--- TASK MATERIAL Enclosed Below ---

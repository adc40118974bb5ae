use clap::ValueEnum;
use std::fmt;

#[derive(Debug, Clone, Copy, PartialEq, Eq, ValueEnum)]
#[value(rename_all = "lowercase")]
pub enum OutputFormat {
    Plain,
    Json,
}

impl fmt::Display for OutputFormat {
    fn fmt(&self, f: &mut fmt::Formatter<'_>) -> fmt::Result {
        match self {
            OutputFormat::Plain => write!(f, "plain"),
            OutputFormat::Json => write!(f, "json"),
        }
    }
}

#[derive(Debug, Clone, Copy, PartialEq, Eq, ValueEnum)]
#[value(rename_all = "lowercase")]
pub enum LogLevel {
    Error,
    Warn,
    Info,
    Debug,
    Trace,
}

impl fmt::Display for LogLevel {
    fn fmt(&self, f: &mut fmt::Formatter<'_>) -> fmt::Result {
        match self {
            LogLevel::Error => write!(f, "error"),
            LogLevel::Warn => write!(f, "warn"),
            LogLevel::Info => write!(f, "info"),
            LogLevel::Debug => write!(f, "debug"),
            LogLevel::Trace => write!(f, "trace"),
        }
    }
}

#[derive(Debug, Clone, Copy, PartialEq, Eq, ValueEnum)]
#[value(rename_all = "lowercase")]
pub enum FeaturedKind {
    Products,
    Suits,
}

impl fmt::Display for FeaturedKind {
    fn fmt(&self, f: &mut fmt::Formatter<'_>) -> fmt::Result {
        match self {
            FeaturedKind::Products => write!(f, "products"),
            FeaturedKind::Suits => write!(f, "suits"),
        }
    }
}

--- End of Enclosed TASK MATERIAL ---

> **TASK TO CARRY OUT**: What's wanted is each line above, transcribed with nothing altered.

> **YOUR RESPONSE**:
repository adc40118974bb5ae
use clap::ValueEnum;
use std::fmt;

#[derive(Debug, Clone, Copy, PartialEq, Eq, ValueEnum)]
#[value(rename_all = "lowercase")]
pub enum OutputFormat {
    Plain,
    Json,
}

impl fmt::Display for OutputFormat {
    fn fmt(&self, f: &mut fmt::Formatter<'_>) -> fmt::Result {
        match self {
            OutputFormat::Plain => write!(f, "plain"),
            OutputFormat::Json => write!(f, "json"),
        }
    }
}

#[derive(Debug, Clone, Copy, PartialEq, Eq, ValueEnum)]
#[value(rename_all = "lowercase")]
pub enum LogLevel {
    Error,
    Warn,
    Info,
    Debug,
    Trace,
}

impl fmt::Display for LogLevel {
    fn fmt(&self, f: &mut fmt::Formatter<'_>) -> fmt::Result {
        match self {
            LogLevel::Error => write!(f, "error"),
            LogLevel::Warn => write!(f, "warn"),
            LogLevel::Info => write!(f, "info"),
            LogLevel::Debug => write!(f, "debug"),
            LogLevel::Trace => write!(f, "trace"),
        }
    }
}

#[derive(Debug, Clone, Copy, PartialEq, Eq, ValueEnum)]
#[value(rename_all = "lowercase")]
pub enum FeaturedKind {
    Products,
    Suits,
}

impl fmt::Display for FeaturedKind {
    fn fmt(&self, f: &mut fmt::Formatter<'_>) -> fmt::Result {
        match self {
            FeaturedKind::Products => write!(f, "products"),
            FeaturedKind::Suits => write!(f, "suits"),
        }
    }
}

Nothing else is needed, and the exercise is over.